Indeed, the subtle power of “Pedestrian Drama” is its insistence on human relationships – the individual as a moving conduit within the greater sphere of civic life. As the vignettes amplify the theatricality of our everyday movements by extracting their simple choreography, they pull us into the notion of life as an interconnected dance. After watching the flipbook scenarios, you begin to feel a heightened awareness of your own physicality and then look to the street to join, in a more conscious and animated way, the flow of a shared gait or passing shuffle, the pleasurable muscular language of an exchanged nod.

Rather than the old-school notion of a sculpture being a physical and enduring representation of a singular artist’s vision, like Mark di Suvero’s work down the block, Zweig steps back from the authorial and provides only the frame.  A collaborative process generates the imagery. The existing flipbook stories were selected through a contest and produced by a group of local artists in consort with Zweig.

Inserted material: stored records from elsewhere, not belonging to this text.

#[cfg(test)]
mod tests {
    use super::*;
    use std::sync::atomic::AtomicU32;

    struct ScriptedExecutor {
        /// Transient failures to inject before succeeding.
        failures: AtomicU32,
        executions: AtomicU32,
    }

    impl ScriptedExecutor {
        fn new(failures: u32) -> Self {
            ScriptedExecutor {
                failures: AtomicU32::new(failures),
                executions: AtomicU32::new(0),
            }
        }
    }

    #[async_trait::async_trait]
    impl TransferExecutor for ScriptedExecutor {
        async fn execute(&self, _item: &TransferItem) -> ExecuteOutcome {
            self.executions.fetch_add(1, Ordering::SeqCst);
            let left = self.failures.load(Ordering::SeqCst);
            if left > 0 {
                self.failures.store(left - 1, Ordering::SeqCst);
                ExecuteOutcome::Failed {
                    error: "injected".to_string(),
                    transient: true,
                }
            } else {
                ExecuteOutcome::Completed
            }
        }
    }

    async fn queue_with(
        throttle: Option<Duration>,
    ) -> (TransferQueue, mpsc::UnboundedReceiver<TransferEvent>, tempfile::TempDir) {
        let dir = tempfile::tempdir().unwrap();
        let history = TransferHistory::open(dir.path().to_path_buf()).await.unwrap();
        let (queue, events) = TransferQueue::new(history, throttle);
        (queue, events, dir)
    }

    fn push_request(path: &str, priority: TransferPriority) -> TransferRequest {
        TransferRequest {
            direction: TransferDirection::Push,
            path: path.to_string(),
            size: 3,
            priority,
            content: Some(b"abc".to_vec()),
            mtime_ms: Some(1),
            snapshot_hash: Some("hash".to_string()),
            remote_hash: None,
            file_id: None,
        }
    }

    async fn wait_for_drain(queue: &TransferQueue) {
        for _ in 0..200 {
            if !queue.has_pending().await {
                return;
            }
            tokio::time::sleep(Duration::from_millis(10)).await;
        }
        panic!("queue did not drain");
    }

    #[tokio::test(start_paused = true)]
    async fn test_completes_and_records() {
        let (queue, mut events, _dir) = queue_with(None).await;
        queue.start(Arc::new(ScriptedExecutor::new(0))).await;
        queue.enqueue(push_request("a.md", TransferPriority::Normal)).await;
        wait_for_drain(&queue).await;

        let mut saw_completed = false;
        while let Ok(event) = events.try_recv() {
            if let TransferEvent::Completed { record } = event {
                assert_eq!(record.path, "a.md");
                assert_eq!(record.outcome, TransferOutcome::Completed);
                saw_completed = true;
            }
        }
        assert!(saw_completed);
        assert_eq!(queue.history().lock().await.len(), 1);
        queue.shutdown().await;
    }

    #[tokio::test(start_paused = true)]
    async fn test_retries_then_succeeds() {
        let (queue, _events, _dir) = queue_with(None).await;
        let executor = Arc::new(ScriptedExecutor::new(2));
        queue.start(executor.clone()).await;
        queue.enqueue(push_request("a.md", TransferPriority::Normal)).await;
        wait_for_drain(&queue).await;

        assert_eq!(executor.executions.load(Ordering::SeqCst), 3);
        let history = queue.history();
        let history = history.lock().await;
        assert_eq!(history.list()[0].outcome, TransferOutcome::Completed);
        assert_eq!(history.list()[0].retries, 2);
        queue.shutdown().await;
    }

    #[tokio::test(start_paused = true)]
    async fn test_exhausted_retries_fail() {
        let (queue, mut events, _dir) = queue_with(None).await;
        let executor = Arc::new(ScriptedExecutor::new(10));
        queue.start(executor.clone()).await;
        queue.enqueue(push_request("a.md", TransferPriority::Normal)).await;
        wait_for_drain(&queue).await;

        // Initial attempt plus three retries.
        assert_eq!(executor.executions.load(Ordering::SeqCst), 4);
        let mut failed = None;
        while let Ok(event) = events.try_recv() {
            if let TransferEvent::Failed { record } = event {
                failed = Some(record);
            }
        }
        let record = failed.expect("no failure event");
        assert_eq!(record.outcome, TransferOutcome::Failed);
        assert_eq!(record.retries, 3);
        queue.shutdown().await;
    }

    #[tokio::test(start_paused = true)]
    async fn test_duplicate_pending_replaced() {
        let (queue, _events, _dir) = queue_with(None).await;
        // No worker: items stay pending.
        let first = queue.enqueue(push_request("a.md", TransferPriority::Normal)).await;
        let second = queue.enqueue(push_request("a.md", TransferPriority::Normal)).await;
        assert_ne!(first, second);
        assert_eq!(queue.pending_len().await, 1);

        // Different direction is a different slot.
        let mut pull = push_request("a.md", TransferPriority::Normal);
        pull.direction = TransferDirection::Pull;
        pull.content = None;
        queue.enqueue(pull).await;
        assert_eq!(queue.pending_len().await, 2);
    }

    #[tokio::test(start_paused = true)]
    async fn test_priority_order_fifo_ties() {
        let (queue, mut events, _dir) = queue_with(None).await;
        queue.pause();
        queue.start(Arc::new(ScriptedExecutor::new(0))).await;
        queue.enqueue(push_request("n1.md", TransferPriority::Normal)).await;
        queue.enqueue(push_request("n2.md", TransferPriority::Normal)).await;
        queue.enqueue(push_request("hot.md", TransferPriority::Critical)).await;
        queue.resume();
        wait_for_drain(&queue).await;

        let mut started = Vec::new();
        while let Ok(event) = events.try_recv() {
            if let TransferEvent::Started { path, .. } = event {
                started.push(path);
            }
        }
        assert_eq!(started, vec!["hot.md", "n1.md", "n2.md"]);
        queue.shutdown().await;
    }

    #[tokio::test(start_paused = true)]
    async fn test_offline_gates_worker() {
        let (queue, _events, _dir) = queue_with(None).await;
        let executor = Arc::new(ScriptedExecutor::new(0));
        queue.set_online(false);
        queue.start(executor.clone()).await;
        queue.enqueue(push_request("a.md", TransferPriority::Normal)).await;

        tokio::time::sleep(Duration::from_secs(1)).await;
        assert_eq!(executor.executions.load(Ordering::SeqCst), 0);
        assert!(queue.has_pending().await);

        queue.set_online(true);
        wait_for_drain(&queue).await;
        assert_eq!(executor.executions.load(Ordering::SeqCst), 1);
        queue.shutdown().await;
    }

    #[tokio::test(start_paused = true)]
    async fn test_inline_entries_come_first() {
        let (queue, _events, _dir) = queue_with(None).await;
        queue.enqueue(push_request("queued.md", TransferPriority::Normal)).await;
        let inline_id = queue
            .mark_inline_start("inline.md", TransferDirection::Pull)
            .await;

        let views = queue.current_transfers().await;
        assert_eq!(views[0].path, "inline.md");
        assert!(views[0].inline);
        assert_eq!(views[1].path, "queued.md");

        queue.mark_inline_end(inline_id).await;
        assert_eq!(queue.current_transfers().await.len(), 1);
    }
}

Each of the current dramas shows individuals engaging in everyday, street-styled encounters. We watch an elderly couple embrace and then depart, only to return for one more embrace, again and again. In another, young adults carry bunches of flowers, exaggeratedly chasing after one another in attempts to deliver the gift, but always falling short. An ode to winter shows a teacher or mother picking up something from the ground and offering it repeatedly to a group of kids. Then there is an umbrella shtick, with some good-looking people doing a sort of dance thing.

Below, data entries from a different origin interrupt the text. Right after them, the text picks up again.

// Line-level three-way merge.
//
// The three texts are segmented by newline and every distinct line is
// interned to an integer code, so the diff machinery only ever compares
// integers. Matching runs on Myers' O(ND) algorithm; the merge walk is the
// classic diff3 chunking over the two base-to-side alignments.
//
// Conflict hunks carry all three versions between stable markers, so a
// marked-up result can be post-processed without guessing region bounds.

use std::collections::HashMap;

pub const CONFLICT_LOCAL_MARKER: &str = "<<<<<<< local";
pub const CONFLICT_BASE_MARKER: &str = "||||||| base";
pub const CONFLICT_SEPARATOR: &str = "=======";
pub const CONFLICT_REMOTE_MARKER: &str = ">>>>>>> remote";

/// Result of a three-way text merge.
#[derive(Debug, Clone, PartialEq, Eq)]
pub struct MergeResult {
    pub text: String,
    /// Number of conflict hunks embedded in `text`.
    pub conflicts: usize,
}

impl MergeResult {
    pub fn is_clean(&self) -> bool {
        self.conflicts == 0
    }
}

/// Split into lines, keeping each line's terminator so the merged output
/// reproduces the inputs byte-exactly outside changed regions.
fn split_lines(text: &str) -> Vec<&str> {
    let mut lines: Vec<&str> = text.split_inclusive('\n').collect();
    if text.is_empty() {
        lines.clear();
    }
    lines
}

/// Intern lines of all three inputs into one shared code space.
struct Interner<'a> {
    codes: HashMap<&'a str, u32>,
    lines: Vec<&'a str>,
}

impl<'a> Interner<'a> {
    fn new() -> Self {
        Interner {
            codes: HashMap::new(),
            lines: Vec::new(),
        }
    }

    fn intern(&mut self, text: &'a str) -> Vec<u32> {
        split_lines(text)
            .into_iter()
            .map(|line| {
                *self.codes.entry(line).or_insert_with(|| {
                    self.lines.push(line);
                    (self.lines.len() - 1) as u32
                })
            })
            .collect()
    }

    fn resolve(&self, code: u32) -> &'a str {
        self.lines[code as usize]
    }
}

/// Matched index pairs of the longest common subsequence, via Myers.
fn lcs_matches(a: &[u32], b: &[u32]) -> Vec<(usize, usize)> {
    let n = a.len() as isize;
    let m = b.len() as isize;
    if n == 0 || m == 0 {
        return Vec::new();
    }
    let max = n + m;
    let width = (2 * max + 1) as usize;
    let mut v = vec![0isize; width];
    let mut trace: Vec<Vec<isize>> = Vec::new();

    'outer: for d in 0..=max {
        trace.push(v.clone());
        let mut k = -d;
        while k <= d {
            let idx = (k + max) as usize;
            let mut x = if k == -d || (k != d && v[idx - 1] < v[idx + 1]) {
                v[idx + 1]
            } else {
                v[idx - 1] + 1
            };
            let mut y = x - k;
            while x < n && y < m && a[x as usize] == b[y as usize] {
                x += 1;
                y += 1;
            }
            v[idx] = x;
            if x >= n && y >= m {
                break 'outer;
            }
            k += 2;
        }
    }

    // Walk the trace backwards, collecting snake diagonals as matches.
    let mut matches = Vec::new();
    let mut x = n;
    let mut y = m;
    for (d, v) in trace.iter().enumerate().rev() {
        let d = d as isize;
        let k = x - y;
        let prev_k = if k == -d || (k != d && v[(k - 1 + max) as usize] < v[(k + 1 + max) as usize])
        {
            k + 1
        } else {
            k - 1
        };
        let prev_x = v[(prev_k + max) as usize];
        let prev_y = prev_x - prev_k;
        while x > prev_x && y > prev_y {
            matches.push(((x - 1) as usize, (y - 1) as usize));
            x -= 1;
            y -= 1;
        }
        if d > 0 {
            x = prev_x;
            y = prev_y;
        }
    }
    matches.reverse();
    matches
}

/// Map base index → side index for matched lines.
fn match_map(base: &[u32], side: &[u32]) -> Vec<Option<usize>> {
    let mut map = vec![None; base.len()];
    for (i, j) in lcs_matches(base, side) {
        map[i] = Some(j);
    }
    map
}

/// Three-way merge of `local` and `remote` against their common `base`.
pub fn merge(base: &str, local: &str, remote: &str) -> MergeResult {
    let mut interner = Interner::new();
    let base_codes = interner.intern(base);
    let local_codes = interner.intern(local);
    let remote_codes = interner.intern(remote);

    let ml = match_map(&base_codes, &local_codes);
    let mr = match_map(&base_codes, &remote_codes);

    let mut out = String::new();
    let mut conflicts = 0usize;

    let mut i = 0usize; // base cursor
    let mut il = 0usize; // local cursor
    let mut ir = 0usize; // remote cursor

    while i < base_codes.len() || il < local_codes.len() || ir < remote_codes.len() {
        let stable = i < base_codes.len()
            && il < local_codes.len()
            && ir < remote_codes.len()
            && ml[i] == Some(il)
            && mr[i] == Some(ir);
        if stable {
            out.push_str(interner.resolve(base_codes[i]));
            i += 1;
            il += 1;
            ir += 1;
            continue;
        }

        // Unstable region: scan to the next base line matched in both sides.
        let mut i2 = i;
        let (jl, jr) = loop {
            if i2 >= base_codes.len() {
                break (local_codes.len(), remote_codes.len());
            }
            if let (Some(jl), Some(jr)) = (ml[i2], mr[i2]) {
                if jl >= il && jr >= ir {
                    break (jl, jr);
                }
            }
            i2 += 1;
        };

        let base_region = &base_codes[i..i2];
        let local_region = &local_codes[il..jl];
        let remote_region = &remote_codes[ir..jr];

        if local_region == base_region {
            // Only the remote side touched this region.
            for &code in remote_region {
                out.push_str(interner.resolve(code));
            }
        } else if remote_region == base_region || local_region == remote_region {
            for &code in local_region {
                out.push_str(interner.resolve(code));
            }
        } else {
            conflicts += 1;
            emit_conflict(
                &mut out,
                &interner,
                base_region,
                local_region,
                remote_region,
            );
        }

        i = i2;
        il = jl;
        ir = jr;
    }

    MergeResult {
        text: out,
        conflicts,
    }
}

fn emit_conflict(
    out: &mut String,
    interner: &Interner<'_>,
    base: &[u32],
    local: &[u32],
    remote: &[u32],
) {
    // A conflict in the final unterminated region must not glue marker text
    // onto a content line.
    let push_region = |out: &mut String, codes: &[u32]| {
        for &code in codes {
            out.push_str(interner.resolve(code));
        }
        if codes
            .last()
            .map(|&c| !interner.resolve(c).ends_with('\n'))
            .unwrap_or(false)
        {
            out.push('\n');
        }
    };

    out.push_str(CONFLICT_LOCAL_MARKER);
    out.push('\n');
    push_region(out, local);
    out.push_str(CONFLICT_BASE_MARKER);
    out.push('\n');
    push_region(out, base);
    out.push_str(CONFLICT_SEPARATOR);
    out.push('\n');
    push_region(out, remote);
    out.push_str(CONFLICT_REMOTE_MARKER);
    out.push('\n');
}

The only problem with this project is that these animations tend to read as “cute” rather than interesting, surprising or absorbing. The actors are wardrobed in outfits that appear to have sprung from Kohl’s seasonal inventory. The vignettes, at their best, exude a sweet charm but use the language of the commercial world as the channel of delivery.

After watching them the first time, I fully expected to see a Target or Gap logo at the end of each snippet. While I watched other people encounter the kiosks, many didn’t linger and I wondered if they thought these were advertising devices. It appears that the content may have been carefully modulated as not to offend or confuse. Unfortunately, this choice undermines the power of the project and its potential dispensation of a moment of wonder outside the routine patter of walking traffic.

The good news is that there will be a new round of animations produced in 2012. Perhaps the production team will feel more confident to step into less predictable realms this time. (Think Muybridge, William Kentridge, or even Monet and his fascination with the serial). Regardless, “Pedestrian Drama” does successfully extend the notion of public art into a contemporary, urban, performative realm. Like many of Zweig’s other public projects, it binds together the core value of human exchange and interaction. Within that transactional space, it allows us to more fully witness our place and our relationships to it for a few focused moments.